In the records below, find every line with the word "under" and copy it.

··· GIVEN DATA ···

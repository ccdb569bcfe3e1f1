//! Per-file inspection and the autocorrect loop
use anyhow::{Context, Result};
use globset::GlobSet;
use serde::Serialize;
use std::path::{Path, PathBuf};
use std::sync::Arc;

use crate::analysis::ast::languages::parse_ruby;
use crate::analysis::ast::visitor::RuleVisitor;
use crate::config::{should_ignore_path, Config};
use crate::correction::{apply_corrections, Correction};
use crate::rules::{build_rules, Offense, Rule, RuleContext};
use crate::version::{TargetFactoryBotVersion, VersionGate};

/// Upper bound on inspect/apply rounds in one autocorrect run
pub const MAX_CORRECTION_PASSES: usize = 10;

const RUBY_EXTENSIONS: &[&str] = &["rb", "rake", "gemspec"];

/// Outcome of [`Linter::autocorrect`]
#[derive(Debug, Clone)]
pub struct Corrected {
    pub output: String,
    /// Inspect/apply rounds that changed the buffer
    pub passes: usize,
    /// Offenses left in `output`
    pub remaining: Vec<Offense>,
}

/// Result for one file on disk
#[derive(Debug, Clone, Serialize)]
pub struct FileReport {
    pub path: PathBuf,
    pub offenses: Vec<Offense>,
    pub corrected: bool,
}

/// The configured rule set
pub struct Linter {
    rules: Vec<Box<dyn Rule>>,
}

impl Linter {
    pub fn new(config: &Config, gate: Arc<dyn VersionGate>) -> Result<Self> {
        let rules = build_rules(config, gate)?;
        tracing::debug!(rules = rules.len(), "linter ready");
        Ok(Self { rules })
    }

    /// Linter whose version gate resolves against the lock files under `project_root`
    pub fn for_project(config: &Config, project_root: &Path) -> Result<Self> {
        let gate = TargetFactoryBotVersion::new(config.target_version(), project_root);
        Self::new(config, Arc::new(gate))
    }

    pub fn rule_names(&self) -> Vec<&'static str> {
        self.rules.iter().map(|r| r.name()).collect()
    }

    /// Offenses of every enabled rule, ordered by position
    pub fn inspect(&self, source: &str) -> Result<Vec<Offense>> {
        if source.trim().is_empty() {
            return Ok(Vec::new());
        }
        let parsed = parse_ruby(source)?;
        let mut ctx = RuleContext::new(parsed.source);
        RuleVisitor::new(&self.rules).visit(parsed.root(), &mut ctx);
        Ok(ctx.into_offenses())
    }

    /// Apply corrections until none applies or [`MAX_CORRECTION_PASSES`] is reached
    pub fn autocorrect(&self, source: &str) -> Result<Corrected> {
        let mut current = source.to_string();
        let mut passes = 0;

        while passes < MAX_CORRECTION_PASSES {
            let offenses = self.inspect(&current)?;
            let corrections: Vec<Correction> = offenses.into_iter().filter_map(|o| o.correction).collect();
            if corrections.is_empty() {
                break;
            }
            let applied = apply_corrections(&current, &corrections)?;
            if applied.applied.is_empty() || applied.output == current {
                break;
            }
            tracing::debug!(
                pass = passes + 1,
                applied = applied.applied.len(),
                conflicts = applied.conflicts.len(),
                "correction pass"
            );
            current = applied.output;
            passes += 1;
        }

        let remaining = self.inspect(&current)?;
        Ok(Corrected {
            output: current,
            passes,
            remaining,
        })
    }

    /// Inspect one file, rewriting it in place when `autocorrect` is set
    pub fn lint_file(&self, path: &Path, autocorrect: bool) -> Result<FileReport> {
        let source = std::fs::read_to_string(path).with_context(|| format!("failed to read {}", path.display()))?;
        if !autocorrect {
            let offenses = self.inspect(&source).with_context(|| format!("failed to analyze {}", path.display()))?;
            return Ok(FileReport {
                path: path.to_path_buf(),
                offenses,
                corrected: false,
            });
        }

        let result = self
            .autocorrect(&source)
            .with_context(|| format!("failed to correct {}", path.display()))?;
        let corrected = result.output != source;
        if corrected {
            std::fs::write(path, &result.output).with_context(|| format!("failed to write {}", path.display()))?;
        }
        Ok(FileReport {
            path: path.to_path_buf(),
            offenses: result.remaining,
            corrected,
        })
    }

    /// Lint files in parallel; every file is analyzed independently
    pub fn lint_files(&self, files: &[PathBuf], autocorrect: bool) -> Vec<(PathBuf, Result<FileReport>)> {
        use rayon::prelude::*;

        files
            .par_iter()
            .map(|path| (path.clone(), self.lint_file(path, autocorrect)))
            .collect()
    }
}

/// Ruby files under `paths`, directories walked recursively, excluded globs skipped
pub fn collect_ruby_files(paths: &[PathBuf], exclude: Option<&GlobSet>) -> Result<Vec<PathBuf>> {
    let mut files = Vec::new();
    for path in paths {
        if path.is_dir() {
            collect_files_recursive(path, &mut files, exclude)?;
        } else if !should_ignore_path(exclude, path) {
            files.push(path.clone());
        }
    }
    files.sort();
    files.dedup();
    Ok(files)
}

fn collect_files_recursive(dir: &Path, files: &mut Vec<PathBuf>, exclude: Option<&GlobSet>) -> Result<()> {
    let entries = std::fs::read_dir(dir).with_context(|| format!("failed to read directory {}", dir.display()))?;

    for entry in entries {
        let path = entry
            .with_context(|| format!("failed to read directory entry in {}", dir.display()))?
            .path();
        if should_ignore_path(exclude, &path) {
            tracing::debug!(path = %path.display(), "excluded by configuration");
            continue;
        }
        if path.is_dir() {
            collect_files_recursive(&path, files, exclude)?;
        } else if path
            .extension()
            .and_then(|e| e.to_str())
            .is_some_and(|ext| RUBY_EXTENSIONS.contains(&ext))
        {
            files.push(path);
        }
    }

    Ok(())
}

···

- [RESPONSE AREA]:
    /// Linter whose version gate resolves against the lock files under `project_root`
/// Ruby files under `paths`, directories walked recursively, excluded globs skipped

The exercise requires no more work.